Dataset entries
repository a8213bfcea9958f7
use std::collections::VecDeque;
use std::fmt;

use generational_arena::{Arena, Index};
use tracing::instrument;

use crate::domain::entities::NodeKind;

/// Stable handle to a node in the chart arena.
///
/// Handles of removed nodes never resolve again, even if the slot is reused.
#[derive(Debug, Clone, Copy, PartialEq, Eq, Hash)]
pub struct NodeId(Index);

impl fmt::Display for NodeId {
    fn fmt(&self, f: &mut fmt::Formatter<'_>) -> fmt::Result {
        let (slot, generation) = self.0.into_raw_parts();
        write!(f, "{}v{}", slot, generation)
    }
}

/// Tree node in the arena-based hierarchy structure.
#[derive(Debug)]
pub struct TreeNode {
    /// Department or employee payload
    pub kind: NodeKind,
    /// Handle of the parent node, None for the root
    pub parent: Option<NodeId>,
    /// Child handles in insertion order
    pub children: Vec<NodeId>,
}

/// Arena-based tree structure.
///
/// The arena owns every node; `children` is the only ownership path and
/// `parent` is a plain back reference.
#[derive(Debug)]
pub struct TreeArena {
    /// Arena storage for all tree nodes
    arena: Arena<TreeNode>,
    /// Handle of the root node, None until the first insert
    root: Option<NodeId>,
}

impl Default for TreeArena {
    fn default() -> Self {
        Self::new()
    }
}

impl TreeArena {
    pub fn new() -> Self {
        Self {
            arena: Arena::new(),
            root: None,
        }
    }

    /// Insert a node as the last child of `parent`, or as root when `parent` is None.
    #[instrument(level = "trace", skip(self))]
    pub fn insert_node(&mut self, kind: NodeKind, parent: Option<NodeId>) -> NodeId {
        let node = TreeNode {
            kind,
            parent,
            children: Vec::new(),
        };
        let node_idx = NodeId(self.arena.insert(node));

        if let Some(parent_idx) = parent {
            if let Some(parent) = self.arena.get_mut(parent_idx.0) {
                parent.children.push(node_idx);
            }
        } else {
            self.root = Some(node_idx);
        }

        node_idx
    }

    /// Drop a single node from storage. Callers rewire links first.
    #[instrument(level = "trace", skip(self))]
    pub fn remove_node(&mut self, idx: NodeId) -> Option<TreeNode> {
        self.arena.remove(idx.0)
    }

    pub fn get_node(&self, idx: NodeId) -> Option<&TreeNode> {
        self.arena.get(idx.0)
    }

    pub fn get_node_mut(&mut self, idx: NodeId) -> Option<&mut TreeNode> {
        self.arena.get_mut(idx.0)
    }

    pub fn contains(&self, idx: NodeId) -> bool {
        self.arena.contains(idx.0)
    }

    pub fn root(&self) -> Option<NodeId> {
        self.root
    }

    /// Number of live nodes.
    pub fn len(&self) -> usize {
        self.arena.len()
    }

    pub fn is_empty(&self) -> bool {
        self.arena.is_empty()
    }

    /// Pre-order, depth-first, children left to right.
    pub fn iter(&self) -> TreeIterator<'_> {
        TreeIterator::new(self, self.root)
    }

    /// Pre-order traversal of the subtree rooted at `start`.
    pub fn iter_from(&self, start: NodeId) -> TreeIterator<'_> {
        TreeIterator::new(self, Some(start))
    }

    /// Breadth-first, level by level, children left to right.
    pub fn iter_breadth_first(&self) -> BreadthFirstIterator<'_> {
        BreadthFirstIterator::new(self)
    }

    /// Handles from `idx` up to the root, both inclusive.
    pub fn ancestors(&self, idx: NodeId) -> Vec<NodeId> {
        let mut path = Vec::new();
        let mut current = Some(idx);
        while let Some(node_idx) = current {
            match self.get_node(node_idx) {
                Some(node) => {
                    path.push(node_idx);
                    current = node.parent;
                }
                None => break,
            }
        }
        path
    }

    /// Number of levels, 0 for an empty tree.
    #[instrument(level = "debug", skip(self))]
    pub fn depth(&self) -> usize {
        self.iter().map(|(_, depth, _)| depth + 1).max().unwrap_or(0)
    }
}

/// Yields `(handle, depth, node)` in pre-order; the start node has depth 0.
pub struct TreeIterator<'a> {
    arena: &'a TreeArena,
    stack: Vec<(NodeId, usize)>,
}

impl<'a> TreeIterator<'a> {
    fn new(arena: &'a TreeArena, start: Option<NodeId>) -> Self {
        let mut stack = Vec::new();
        if let Some(start) = start {
            stack.push((start, 0));
        }
        Self { arena, stack }
    }
}

impl<'a> Iterator for TreeIterator<'a> {
    type Item = (NodeId, usize, &'a TreeNode);

    fn next(&mut self) -> Option<Self::Item> {
        while let Some((current_idx, depth)) = self.stack.pop() {
            if let Some(node) = self.arena.get_node(current_idx) {
                // Push children in reverse order for left-to-right traversal
                for &child in node.children.iter().rev() {
                    self.stack.push((child, depth + 1));
                }
                return Some((current_idx, depth, node));
            }
        }
        None
    }
}

pub struct BreadthFirstIterator<'a> {
    arena: &'a TreeArena,
    queue: VecDeque<NodeId>,
}

impl<'a> BreadthFirstIterator<'a> {
    fn new(arena: &'a TreeArena) -> Self {
        let mut queue = VecDeque::new();
        if let Some(root) = arena.root() {
            queue.push_back(root);
        }
        Self { arena, queue }
    }
}

impl<'a> Iterator for BreadthFirstIterator<'a> {
    type Item = (NodeId, &'a TreeNode);

    fn next(&mut self) -> Option<Self::Item> {
        while let Some(current_idx) = self.queue.pop_front() {
            if let Some(node) = self.arena.get_node(current_idx) {
                self.queue.extend(node.children.iter().copied());
                return Some((current_idx, node));
            }
        }
        None
    }
}

#[cfg(test)]
mod tests {
    use super::*;
    use crate::domain::entities::Department;

    fn dept(name: &str) -> NodeKind {
        NodeKind::Department(Department::new(name))
    }

    fn names<'a>(items: impl Iterator<Item = &'a TreeNode>) -> Vec<String> {
        items.map(|n| n.kind.display_name().to_string()).collect()
    }

    //      a
    //    b   c
    //   d     e
    fn sample() -> TreeArena {
        let mut tree = TreeArena::new();
        let a = tree.insert_node(dept("a"), None);
        let b = tree.insert_node(dept("b"), Some(a));
        let c = tree.insert_node(dept("c"), Some(a));
        tree.insert_node(dept("d"), Some(b));
        tree.insert_node(dept("e"), Some(c));
        tree
    }

    #[test]
    fn given_tree_when_iterating_then_visits_preorder() {
        let tree = sample();
        let order = names(tree.iter().map(|(_, _, n)| n));
        assert_eq!(order, vec!["a", "b", "d", "c", "e"]);
        let depths: Vec<usize> = tree.iter().map(|(_, d, _)| d).collect();
        assert_eq!(depths, vec![0, 1, 2, 1, 2]);
    }

    #[test]
    fn given_tree_when_iterating_breadth_first_then_visits_level_order() {
        let tree = sample();
        let order = names(tree.iter_breadth_first().map(|(_, n)| n));
        assert_eq!(order, vec!["a", "b", "c", "d", "e"]);
    }

    #[test]
    fn given_tree_when_collecting_ancestors_then_path_ends_at_root() {
        let tree = sample();
        let (e_idx, _, _) = tree.iter().last().unwrap();
        let path: Vec<String> = tree
            .ancestors(e_idx)
            .into_iter()
            .map(|idx| tree.get_node(idx).unwrap().kind.display_name().to_string())
            .collect();
        assert_eq!(path, vec!["e", "c", "a"]);
        assert_eq!(tree.depth(), 3);
    }

    #[test]
    fn given_removed_node_when_resolving_handle_then_returns_none() {
        let mut tree = TreeArena::new();
        let root = tree.insert_node(dept("root"), None);
        let child = tree.insert_node(dept("child"), Some(root));
        tree.get_node_mut(root).unwrap().children.clear();
        assert!(tree.remove_node(child).is_some());

        let reused = tree.insert_node(dept("other"), Some(root));
        assert!(tree.get_node(child).is_none());
        assert!(tree.contains(reused));
        assert_eq!(tree.len(), 2);
    }
}
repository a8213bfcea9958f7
//! Infrastructure layer: I/O implementations and DI container
//!
//! This layer implements I/O boundary traits and wires up services.

pub mod di;
pub mod error;
pub mod traits;

pub use error::{InfraError, InfraResult};
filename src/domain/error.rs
//! Domain-level errors (no external dependencies)

use thiserror::Error;

use crate::domain::entities::EmployeeId;

/// Domain errors represent violations of the chart's structural rules.
/// Every failed engine operation leaves the chart unchanged.
#[derive(Error, Debug, Clone, PartialEq)]
pub enum DomainError {
    #[error("employee not found: {0}")]
    EmployeeNotFound(EmployeeId),

    #[error("manager not found: {0}")]
    ManagerNotFound(EmployeeId),

    #[error("cannot remove the root department")]
    CannotRemoveRoot,

    #[error("employee id already in use: {0}")]
    DuplicateEmployeeId(EmployeeId),

    #[error("invalid salary for employee {id}: {salary}")]
    InvalidSalary { id: EmployeeId, salary: f64 },

    #[error("node no longer exists in the chart")]
    StaleNode,
}

impl DomainError {
    /// True for lookup failures (missing manager or employee).
    pub fn is_not_found(&self) -> bool {
        matches!(
            self,
            DomainError::EmployeeNotFound(_) | DomainError::ManagerNotFound(_)
        )
    }
}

## EXERCISE
Exactly repeat the lines above, from the opening line through the one with "slot is reused.", and include nothing else.

## WRITTEN SOLUTION
repository a8213bfcea9958f7
use std::collections::VecDeque;
use std::fmt;

use generational_arena::{Arena, Index};
use tracing::instrument;

use crate::domain::entities::NodeKind;

/// Stable handle to a node in the chart arena.
///
/// Handles of removed nodes never resolve again, even if the slot is reused.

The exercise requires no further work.